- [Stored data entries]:
______

use core::{marker::PhantomData, mem::size_of, ptr, ptr::NonNull};

use crate::{desc::TestRecord, Filter, TestDesc, SENTINEL};

/// A read-only view over a contiguous region of [`TestRecord`] slots.
///
/// The region may contain slots that are not tests (padding, zeroed or misaligned
/// bytes). Those are skipped by every accessor; a descriptor reference is only
/// ever formed for a slot whose marker equals [`SENTINEL`].
#[derive(Clone, Copy)]
pub struct Catalog<'a> {
    start: NonNull<TestRecord>,
    len: usize,
    _region: PhantomData<&'a [TestRecord]>,
}

// The region is never written through a catalog.
unsafe impl Send for Catalog<'_> {}
unsafe impl Sync for Catalog<'_> {}

impl<'a> Catalog<'a> {
    pub fn from_records(records: &'a [TestRecord]) -> Self {
        Self {
            // slices are never null, even when empty
            start: NonNull::from(records).cast::<TestRecord>(),
            len: records.len(),
            _region: PhantomData,
        }
    }

    /// Create a catalog over `len` slots starting at `start`.
    ///
    /// # Safety
    ///
    /// The `len * size_of::<TestRecord>()` bytes at `start` must be readable for `'a`
    /// and must not be written while the catalog is alive. Every slot whose marker
    /// equals [`SENTINEL`] must hold a fully initialized [`TestRecord`].
    pub unsafe fn from_raw_parts(start: NonNull<TestRecord>, len: usize) -> Self {
        Self {
            start,
            len,
            _region: PhantomData,
        }
    }

    /// Create a catalog over the region `[start, end)`.
    ///
    /// The slot count is `(end - start) / size_of::<TestRecord>()`; trailing bytes
    /// that do not form a whole slot are ignored.
    ///
    /// # Safety
    ///
    /// Same requirements as [`Catalog::from_raw_parts`].
    pub unsafe fn from_bounds(start: NonNull<TestRecord>, end: NonNull<TestRecord>) -> Self {
        let (begin, finish) = (start.as_ptr() as usize, end.as_ptr() as usize);

        debug_assert!(begin <= finish, "catalog region ends before it starts");

        Self::from_raw_parts(start, finish.saturating_sub(begin) / size_of::<TestRecord>())
    }

    /// Number of slots in the region, valid or not.
    pub fn len(&self) -> usize {
        self.len
    }

    pub fn is_empty(&self) -> bool {
        self.len == 0
    }

    /// Start and end address of the region.
    pub fn bounds(&self) -> (*const TestRecord, *const TestRecord) {
        let start = self.start.as_ptr() as *const TestRecord;

        (start, start.wrapping_add(self.len))
    }

    /// The descriptor held by slot `index`, or `None` if the index is out of range
    /// or the slot is not a registered test.
    pub fn slot(&self, index: usize) -> Option<&'a TestDesc> {
        if index >= self.len {
            return None;
        }

        let record = self.start.as_ptr().wrapping_add(index);

        if !record.is_aligned() {
            return None;
        }

        // SAFETY: the slot lies inside the region, which is readable for 'a.
        // Only the marker is read before the slot is known to be a record.
        let marker = unsafe { ptr::read_volatile(ptr::addr_of!((*record).marker)) };

        if marker != SENTINEL {
            return None;
        }

        // SAFETY: slots carrying the sentinel are initialized records
        unsafe { (*record).desc() }
    }

    /// The first valid slot at or after `from` selected by `filter`.
    pub fn next_match(&self, from: usize, filter: &Filter<'_>) -> Option<(usize, &'a TestDesc)> {
        (from..self.len).find_map(|index| {
            self.slot(index)
                .filter(|desc| filter.matches(desc))
                .map(|desc| (index, desc))
        })
    }

    /// Every valid descriptor, in region order.
    pub fn iter(&self) -> Iter<'a, 'static> {
        Iter {
            catalog: *self,
            filter: Filter::all(),
            next: 0,
        }
    }

    /// Every valid descriptor selected by `filter`, in region order.
    pub fn matching<'f>(&self, filter: Filter<'f>) -> Iter<'a, 'f> {
        Iter {
            catalog: *self,
            filter,
            next: 0,
        }
    }
}

impl<'a> IntoIterator for Catalog<'a> {
    type Item = &'a TestDesc;
    type IntoIter = Iter<'a, 'static>;

    fn into_iter(self) -> Self::IntoIter {
        self.iter()
    }
}

impl core::fmt::Debug for Catalog<'_> {
    fn fmt(&self, f: &mut core::fmt::Formatter<'_>) -> core::fmt::Result {
        let (start, end) = self.bounds();

        f.debug_struct("Catalog")
            .field("start", &start)
            .field("end", &end)
            .field("slots", &self.len)
            .finish()
    }
}

pub struct Iter<'a, 'f> {
    catalog: Catalog<'a>,
    filter: Filter<'f>,
    next: usize,
}

impl<'a> Iterator for Iter<'a, '_> {
    type Item = &'a TestDesc;

    fn next(&mut self) -> Option<Self::Item> {
        let (index, desc) = self.catalog.next_match(self.next, &self.filter)?;

        self.next = index + 1;

        Some(desc)
    }
}

// An unmarked slot placed in the section so that it (and the bounds the linker
// synthesizes for it) exists even when nothing registered a test. Scans skip it.
const ANCHOR_RECORD: TestRecord = TestRecord::with_marker(0, TestDesc {
    suite: "",
    name: "",
    function_name: "",
    source_file: file!(),
    position: crate::SourcePosition { line: 0, column: 0 },
    func: anchor,
});

fn anchor() -> crate::TestResult {
    Ok(())
}

#[cfg(any(
    target_os = "linux",
    target_os = "android",
    target_os = "freebsd",
    target_os = "netbsd",
    target_os = "openbsd",
    target_os = "dragonfly",
    target_os = "illumos",
    target_os = "fuchsia",
))]
mod region {
    use super::*;

    #[used]
    #[link_section = "micro_tests"]
    static ANCHOR: TestRecord = ANCHOR_RECORD;

    pub(super) fn bounds() -> (NonNull<TestRecord>, NonNull<TestRecord>) {
        unsafe {
            (
                crate::symbol_ptr!("__start_micro_tests").cast(),
                crate::symbol_ptr!("__stop_micro_tests").cast(),
            )
        }
    }
}

#[cfg(any(target_os = "macos", target_os = "ios", target_os = "tvos", target_os = "watchos"))]
mod region {
    use super::*;

    #[used]
    #[link_section = "__DATA,__micro_tests,regular,no_dead_strip"]
    static ANCHOR: TestRecord = ANCHOR_RECORD;

    pub(super) fn bounds() -> (NonNull<TestRecord>, NonNull<TestRecord>) {
        unsafe {
            (
                crate::symbol_ptr!("\x01section$start$__DATA$__micro_tests").cast(),
                crate::symbol_ptr!("\x01section$end$__DATA$__micro_tests").cast(),
            )
        }
    }
}

#[cfg(not(any(
    target_os = "linux",
    target_os = "android",
    target_os = "freebsd",
    target_os = "netbsd",
    target_os = "openbsd",
    target_os = "dragonfly",
    target_os = "illumos",
    target_os = "fuchsia",
    target_os = "macos",
    target_os = "ios",
    target_os = "tvos",
    target_os = "watchos",
)))]
compile_error!("micro-tests needs an ELF or Mach-O target to collect registered tests");

impl Catalog<'static> {
    /// The catalog of every test registered in this executable.
    pub fn linked() -> Self {
        let (start, end) = region::bounds();

        log::debug!("catalog region: start={:p}, end={:p}", start, end);

        // SAFETY: the linker bounds the section that only receives `TestRecord` statics
        unsafe { Self::from_bounds(start, end) }
    }
}

#[cfg(test)]
mod tests {
    use super::*;
    use crate::{SourcePosition, TestResult};
    use core::mem::MaybeUninit;
    use std::vec::Vec;

    fn noop() -> TestResult {
        Ok(())
    }

    const fn desc(suite: &'static str, name: &'static str) -> TestDesc {
        TestDesc {
            suite,
            name,
            function_name: name,
            source_file: file!(),
            position: SourcePosition { line: 0, column: 0 },
            func: noop,
        }
    }

    static RECORDS: [TestRecord; 5] = [
        TestRecord::new(desc("base_tests", "simple_assertion")),
        TestRecord::with_marker(0, desc("base_tests", "ghost")),
        TestRecord::new(desc("base_tests", "simple_assert_eq")),
        TestRecord::with_marker(0xBEAF_DEAD, desc("base_tests2", "ghost")),
        TestRecord::new(desc("base_tests2", "simple_assert_not_eq")),
    ];

    fn names<'a>(iter: impl Iterator<Item = &'a TestDesc>) -> Vec<&'static str> {
        iter.map(|desc| desc.name).collect()
    }

    #[test]
    fn test_len_counts_every_slot() {
        let catalog = Catalog::from_records(&RECORDS);

        assert_eq!(catalog.len(), 5);
        assert!(!catalog.is_empty());
        assert!(Catalog::from_records(&[]).is_empty());
    }

    #[test]
    fn test_invalid_slots_are_skipped() {
        let catalog = Catalog::from_records(&RECORDS);

        assert!(catalog.slot(1).is_none());
        assert!(catalog.slot(3).is_none());
        assert!(catalog.slot(5).is_none());

        assert_eq!(
            names(catalog.iter()),
            ["simple_assertion", "simple_assert_eq", "simple_assert_not_eq"]
        );
    }

    #[test]
    fn test_invalid_slots_never_match_filters() {
        let catalog = Catalog::from_records(&RECORDS);

        assert_eq!(names(catalog.matching(Filter::test("ghost"))), Vec::<&str>::new());
    }

    #[test]
    fn test_next_match_scans_forward() {
        let catalog = Catalog::from_records(&RECORDS);
        let filter = Filter::suite("base_tests");

        let (first, _) = catalog.next_match(0, &filter).unwrap();
        assert_eq!(first, 0);

        let (second, desc) = catalog.next_match(first + 1, &filter).unwrap();
        assert_eq!(second, 2);
        assert_eq!(desc.name, "simple_assert_eq");

        assert!(catalog.next_match(second + 1, &filter).is_none());
        assert!(catalog.next_match(100, &Filter::all()).is_none());
    }

    #[test]
    fn test_matching_filters_by_suite() {
        let catalog = Catalog::from_records(&RECORDS);

        assert_eq!(
            names(catalog.matching(Filter::suite("base_tests2"))),
            ["simple_assert_not_eq"]
        );
        assert_eq!(names(catalog.matching(Filter::suite("base"))), Vec::<&str>::new());
    }

    #[test]
    fn test_zeroed_slots_are_skipped() {
        let mut region = MaybeUninit::<[TestRecord; 3]>::zeroed();
        let base = region.as_mut_ptr().cast::<TestRecord>();

        unsafe { base.add(1).write(TestRecord::new(desc("raw", "middle"))) };

        let catalog = unsafe { Catalog::from_raw_parts(NonNull::new(base).unwrap(), 3) };

        assert_eq!(catalog.len(), 3);
        assert!(catalog.slot(0).is_none());
        assert!(catalog.slot(2).is_none());
        assert_eq!(names(catalog.iter()), ["middle"]);
    }

    #[test]
    fn test_from_bounds_derives_count() {
        let start = NonNull::from(&RECORDS).cast::<TestRecord>();
        let end = NonNull::new(start.as_ptr().wrapping_add(RECORDS.len())).unwrap();

        let catalog = unsafe { Catalog::from_bounds(start, end) };

        assert_eq!(catalog.len(), RECORDS.len());
        assert_eq!(catalog.bounds(), (start.as_ptr() as *const _, end.as_ptr() as *const _));
    }

    #[test]
    fn test_iteration_is_repeatable() {
        let catalog = Catalog::from_records(&RECORDS);

        assert_eq!(names(catalog.iter()), names(catalog.into_iter()));
    }

    #[test]
    fn test_linked_catalog_holds_only_the_anchor() {
        // this test binary registers nothing, the section only holds the unmarked anchor
        let catalog = Catalog::linked();

        assert!(catalog.len() >= 1);
        assert_eq!(catalog.iter().count(), 0);
    }
}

______

- [Task instructions]: Of the lines above, extract only those from the line with "a registered test." to the line with "let marker = unsafe", both included, exactly as written.

- [Expected output]:
    /// or the slot is not a registered test.
    pub fn slot(&self, index: usize) -> Option<&'a TestDesc> {
        if index >= self.len {
            return None;
        }

        let record = self.start.as_ptr().wrapping_add(index);

        if !record.is_aligned() {
            return None;
        }

        // SAFETY: the slot lies inside the region, which is readable for 'a.
        // Only the marker is read before the slot is known to be a record.
        let marker = unsafe { ptr::read_volatile(ptr::addr_of!((*record).marker)) };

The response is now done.